そして、主人公の竈門炭治郎を始めとするメインキャラ、9人の柱のキャラいずれもが際立ち魅力的である事、そして全員の生い立ちが明確となっているキャラ設定の細やかさも挙げられると思う。最新の人気投票では我妻善逸が1位との事だが、個人的には第1話から事実上の最終話まで登場し、柱の中でも最も炭治郎と関係が深く、そして社交性が低く名前の一文字が私と同じと言う共通点もある「冨岡義勇」が私のお気に入りである。
普段ブームには乗らない私、特にここまでの記録的ヒットを飛ばした作品であればスルーしても全く不思議ではないのだが、各種動画サイトで公開中だった事もあるとは言え、何故かこの作品には魅力を感じ、これは見ておこうかな、と言う気持ちにさせられ、結果的にそれが大正解となった。
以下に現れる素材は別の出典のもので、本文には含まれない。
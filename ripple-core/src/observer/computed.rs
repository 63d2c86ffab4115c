//! Computed properties.
//!
//! A [`ComputedObserver`] wraps an accessor with a getter. While it has
//! subscribers it behaves like a cached derivation:
//!
//! - the first subscriber triggers one eager evaluation, collecting the
//!   getter's dependencies and its initial value;
//! - a dependency change marks it dirty and queues it on the
//!   [`FlushQueue`](crate::reactive::FlushQueue);
//! - a flush (or a read while dirty) re-runs the getter inside the watcher
//!   stack, replaces the dependency set with what this run read, and
//!   notifies if the value changed under `same_value`;
//! - when the last subscriber leaves, all dependencies are released.
//!
//! Without subscribers a read calls the getter directly and tracks nothing.

use std::cell::{Cell, RefCell};
use std::rc::{Rc, Weak};

use tracing::error;

use super::{CollectionChange, Observable, ObserverKind, ObserverLocator, PropertyObserver};
use crate::error::ObservationError;
use crate::proxy::Proxied;
use crate::reactive::{
    CollectionSubscriber, DependencyRecord, FlagGuard, FlushQueue, Flushable, PropertySubscriber,
    Subscriber, SubscriberId, SubscriberRecord, Watcher, WatcherContext,
};
use crate::value::{Getter, ObjectInner, ObjectRef, Setter, Value};

pub struct ComputedObserver {
    id: SubscriberId,
    object: Weak<ObjectInner>,
    key: Rc<str>,
    getter: Getter,
    setter: Option<Setter>,
    locator: ObserverLocator,
    use_proxy: bool,
    value: RefCell<Value>,
    dirty: Cell<bool>,
    running: Cell<bool>,
    subs: SubscriberRecord,
    deps: DependencyRecord,
    weak_self: Weak<ComputedObserver>,
}

impl ComputedObserver {
    pub(crate) fn new(
        object: &ObjectRef,
        key: &str,
        getter: Getter,
        setter: Option<Setter>,
        locator: &ObserverLocator,
    ) -> Rc<Self> {
        Rc::new_cyclic(|weak_self| Self {
            id: SubscriberId::new(),
            object: Rc::downgrade(object.inner()),
            key: Rc::from(key),
            getter,
            setter,
            locator: locator.clone(),
            use_proxy: locator.config().use_proxy,
            value: RefCell::new(Value::Undefined),
            dirty: Cell::new(true),
            running: Cell::new(false),
            subs: SubscriberRecord::new(),
            deps: DependencyRecord::new(),
            weak_self: weak_self.clone(),
        })
    }

    pub fn key(&self) -> &str {
        &self.key
    }

    pub fn is_dirty(&self) -> bool {
        self.dirty.get()
    }

    /// Number of observers the last run depends on.
    pub fn dependency_count(&self) -> usize {
        self.deps.len()
    }

    fn object(&self) -> Option<ObjectRef> {
        self.object
            .upgrade()
            .map(|inner| ObjectRef::from_inner(inner, false))
    }

    fn subscriber(&self) -> Subscriber {
        let property: Weak<dyn PropertySubscriber> = self.weak_self.clone();
        let collection: Weak<dyn CollectionSubscriber> = self.weak_self.clone();
        Subscriber::Both {
            id: self.id,
            property,
            collection,
        }
    }

    /// Run the getter as the current watcher and keep only what it read.
    fn compute(&self) -> Value {
        let Some(object) = self.object() else {
            return Value::Undefined;
        };
        let this = if self.use_proxy { object.proxy() } else { object };
        let _running = FlagGuard::set(&self.running);

        self.deps.begin();
        let value = match self.weak_self.upgrade() {
            Some(me) => match WatcherContext::enter(me) {
                Ok(_context) => (self.getter)(&this),
                Err(err) => {
                    error!(%err, key = %self.key, "computed getter ran untracked");
                    (self.getter)(&this)
                }
            },
            None => (self.getter)(&this),
        };
        self.deps.prune(self.id);
        value
    }

    fn run(&self) {
        self.dirty.set(false);
        let new_value = self.compute();
        let old_value = self.value.replace(new_value.clone());
        if !new_value.same_value(&old_value) {
            self.subs.notify(&new_value, &old_value);
        }
        if self.subs.is_empty() {
            self.release();
        }
    }

    fn release(&self) {
        self.dirty.set(true);
        self.deps.clear(self.id);
    }

    fn on_dependency_change(&self) {
        self.dirty.set(true);
        if self.running.get() || self.subs.is_empty() {
            return;
        }
        if let Some(me) = self.weak_self.upgrade() {
            FlushQueue::instance().add(me);
        }
    }
}

impl Observable for ComputedObserver {
    fn subscribe(&self, subscriber: Subscriber) {
        if self.subs.add(subscriber) && self.subs.count() == 1 {
            let value = self.compute();
            *self.value.borrow_mut() = value;
            self.dirty.set(false);
        }
    }

    fn unsubscribe(&self, id: SubscriberId) {
        if self.subs.remove(id) && self.subs.is_empty() {
            self.release();
        }
    }

    fn subscriber_count(&self) -> usize {
        self.subs.count()
    }
}

impl PropertyObserver for ComputedObserver {
    fn get_value(&self) -> Value {
        if self.subs.is_empty() {
            return match self.object() {
                Some(object) => (self.getter)(&object),
                None => Value::Undefined,
            };
        }
        if self.dirty.get() && !self.running.get() {
            self.run();
        }
        self.value.borrow().clone()
    }

    fn set_value(&self, value: Value) -> Result<(), ObservationError> {
        let Some(setter) = &self.setter else {
            return Err(ObservationError::ReadonlyProperty(self.key.to_string()));
        };
        let Some(object) = self.object() else {
            return Ok(());
        };
        {
            let _running = FlagGuard::set(&self.running);
            setter(&object, value);
        }
        if !self.subs.is_empty() {
            self.run();
        }
        Ok(())
    }

    fn kind(&self) -> ObserverKind {
        ObserverKind::Computed
    }
}

impl PropertySubscriber for ComputedObserver {
    fn handle_change(&self, _: &Value, _: &Value) {
        self.on_dependency_change();
    }
}

impl CollectionSubscriber for ComputedObserver {
    fn handle_collection_change(&self, _: &CollectionChange) {
        self.on_dependency_change();
    }
}

impl Flushable for ComputedObserver {
    fn flush_id(&self) -> SubscriberId {
        self.id
    }

    fn flush(&self) {
        if self.dirty.get() && !self.subs.is_empty() {
            self.run();
        }
    }
}

impl Watcher for ComputedObserver {
    fn watcher_id(&self) -> SubscriberId {
        self.id
    }

    fn observe(&self, target: &Value, key: &str) {
        self.deps
            .observe_property(&self.locator, target, key, || self.subscriber());
    }

    fn observe_collection(&self, collection: &Value) {
        self.deps
            .observe_collection(&self.locator, collection, || self.subscriber());
    }
}

#[cfg(test)]
mod tests {
    use super::*;
    use crate::reactive::FnSubscriber;
    use crate::value::{Accessor, ArrayRef};

    fn full_name() -> (ObjectRef, Rc<Cell<usize>>) {
        let runs = Rc::new(Cell::new(0));
        let counter = Rc::clone(&runs);
        let person = ObjectRef::from_entries([("first", "Ada"), ("last", "Lovelace")]);
        person.define_accessor(
            "full",
            Accessor::new().getter(move |this| {
                counter.set(counter.get() + 1);
                Value::from(format!("{} {}", this.get("first"), this.get("last")))
            }),
        );
        (person, runs)
    }

    #[test]
    fn unobserved_reads_call_the_getter_directly() {
        let locator = ObserverLocator::default();
        let (person, runs) = full_name();
        let observer = locator.get_observer(&Value::from(person.clone()), "full");
        assert_eq!(observer.kind(), ObserverKind::Computed);

        assert_eq!(observer.get_value(), Value::from("Ada Lovelace"));
        assert_eq!(observer.get_value(), Value::from("Ada Lovelace"));
        assert_eq!(runs.get(), 2);
    }

    #[test]
    fn first_subscriber_evaluates_eagerly_and_caches() {
        let locator = ObserverLocator::default();
        let (person, runs) = full_name();
        let observer = locator.get_observer(&Value::from(person.clone()), "full");

        let seen = Rc::new(RefCell::new(Vec::new()));
        let sink = Rc::clone(&seen);
        let subscriber = FnSubscriber::new(move |new, _| sink.borrow_mut().push(new.clone()));
        observer.subscribe(subscriber.subscriber());
        assert_eq!(runs.get(), 1);

        assert_eq!(person.get("full"), Value::from("Ada Lovelace"));
        assert_eq!(runs.get(), 1);

        person.set("first", "Augusta").unwrap();
        assert_eq!(runs.get(), 2);
        assert_eq!(*seen.borrow(), vec![Value::from("Augusta Lovelace")]);
    }

    #[test]
    fn last_unsubscribe_releases_dependencies() {
        let locator = ObserverLocator::default();
        let (person, _) = full_name();
        let target = Value::from(person.clone());
        let observer = locator.get_observer(&target, "full");
        let subscriber = FnSubscriber::new(|_, _| {});

        observer.subscribe(subscriber.subscriber());
        assert_eq!(locator.get_observer(&target, "first").subscriber_count(), 1);

        observer.unsubscribe(subscriber.id());
        assert_eq!(locator.get_observer(&target, "first").subscriber_count(), 0);
    }

    #[test]
    fn dependencies_are_what_the_last_run_read() {
        let locator = ObserverLocator::default();
        let o = ObjectRef::from_entries([
            ("a", Value::Bool(true)),
            ("b", Value::from("b0")),
            ("c", Value::from("c0")),
        ]);
        o.define_accessor(
            "pick",
            Accessor::new().getter(|this| {
                if this.get("a").is_truthy() {
                    this.get("b")
                } else {
                    this.get("c")
                }
            }),
        );
        let target = Value::from(o.clone());
        let observer = locator.get_observer(&target, "pick");
        let seen = Rc::new(RefCell::new(Vec::new()));
        let sink = Rc::clone(&seen);
        let subscriber = FnSubscriber::new(move |new, _| sink.borrow_mut().push(new.clone()));
        observer.subscribe(subscriber.subscriber());

        let subscribers = |key: &str| locator.get_observer(&target, key).subscriber_count();
        assert_eq!(observer.get_value(), Value::from("b0"));
        assert_eq!((subscribers("a"), subscribers("b"), subscribers("c")), (1, 1, 0));

        o.set("c", "c1").unwrap();
        assert!(seen.borrow().is_empty());
        o.set("b", "b1").unwrap();
        assert_eq!(*seen.borrow(), vec![Value::from("b1")]);

        o.set("a", false).unwrap();
        assert_eq!(*seen.borrow(), vec![Value::from("b1"), Value::from("c1")]);
        assert_eq!((subscribers("a"), subscribers("b"), subscribers("c")), (1, 0, 1));

        o.set("b", "b2").unwrap();
        assert_eq!(seen.borrow().len(), 2);
        o.set("c", "c2").unwrap();
        assert_eq!(seen.borrow().last(), Some(&Value::from("c2")));
    }

    #[test]
    fn chained_computed_properties_settle_in_one_flush() {
        let locator = ObserverLocator::default();
        let (person, _) = full_name();
        let greeting_runs = Rc::new(Cell::new(0));
        let counter = Rc::clone(&greeting_runs);
        person.define_accessor(
            "greeting",
            Accessor::new().getter(move |this| {
                counter.set(counter.get() + 1);
                Value::from(format!("Hello {}", this.get("full")))
            }),
        );
        let target = Value::from(person.clone());
        let greeting = locator.get_observer(&target, "greeting");
        let seen = Rc::new(RefCell::new(Vec::new()));
        let sink = Rc::clone(&seen);
        let subscriber = FnSubscriber::new(move |new, _| sink.borrow_mut().push(new.clone()));
        greeting.subscribe(subscriber.subscriber());

        assert_eq!(greeting_runs.get(), 1);
        assert_eq!(locator.get_observer(&target, "full").subscriber_count(), 1);

        person.set("first", "Augusta").unwrap();
        assert_eq!(*seen.borrow(), vec![Value::from("Hello Augusta Lovelace")]);
        assert_eq!(greeting_runs.get(), 2);
        assert_eq!(FlushQueue::instance().count(), 0);
    }

    #[test]
    fn getter_without_setter_is_readonly() {
        let locator = ObserverLocator::default();
        let (person, _) = full_name();
        let observer = locator.get_observer(&Value::from(person.clone()), "full");

        let err = observer.set_value(Value::from("x")).unwrap_err();
        assert_eq!(err, ObservationError::ReadonlyProperty("full".into()));
        assert_eq!(person.set("full", "x").unwrap_err(), err);
    }

    #[test]
    fn setter_runs_then_value_refreshes() {
        let locator = ObserverLocator::default();
        let temperature = ObjectRef::from_entries([("celsius", 0)]);
        temperature.define_accessor(
            "fahrenheit",
            Accessor::new()
                .getter(|this| Value::from(this.get("celsius").to_number() * 9.0 / 5.0 + 32.0))
                .setter(|this, value| {
                    let celsius = (value.to_number() - 32.0) * 5.0 / 9.0;
                    this.set("celsius", celsius).unwrap();
                }),
        );
        let observer = locator.get_observer(&Value::from(temperature.clone()), "fahrenheit");
        let subscriber = FnSubscriber::new(|_, _| {});
        observer.subscribe(subscriber.subscriber());

        temperature.set("fahrenheit", 212).unwrap();
        assert_eq!(temperature.get("celsius"), Value::from(100));
        assert_eq!(observer.get_value(), Value::from(212));
    }

    #[test]
    fn collection_reads_are_dependencies() {
        let locator = ObserverLocator::default();
        let items = ArrayRef::from_values([1, 2]);
        let holder = ObjectRef::from_entries([("items", items.clone())]);
        holder.define_accessor(
            "total",
            Accessor::new().getter(|this| {
                let items = this.get("items");
                match items.as_array() {
                    Some(items) => items.reduce(|acc, v, _| Value::from(acc.to_number() + v.to_number()), Value::from(0)),
                    None => Value::Undefined,
                }
            }),
        );
        let observer = locator.get_observer(&Value::from(holder.clone()), "total");
        let totals = Rc::new(RefCell::new(Vec::new()));
        let sink = Rc::clone(&totals);
        let subscriber = FnSubscriber::new(move |new, _| sink.borrow_mut().push(new.clone()));
        observer.subscribe(subscriber.subscriber());

        items.push([3]);
        assert_eq!(*totals.borrow(), vec![Value::from(6)]);
    }
}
そしてもうひとつ、「週刊少年ジャンプ連載」というのがやはり大きな動機になったのも事実。実際、読んでいた期間そのものは長くはなかったものの、それでも購読中はドラゴンボールやろくでなしBlues、そしてシティーハンターなどいわばジャンプの黄金期にちょうど当たっていた頃なので、やはり今でもジャンプには思い入れが深い。なので、ジャンプ出身の漫画がこのようなブームを巻き起こした、というのは、やはり再度「やっぱりジャンプはさすがだな」と思わざるを得ないのである。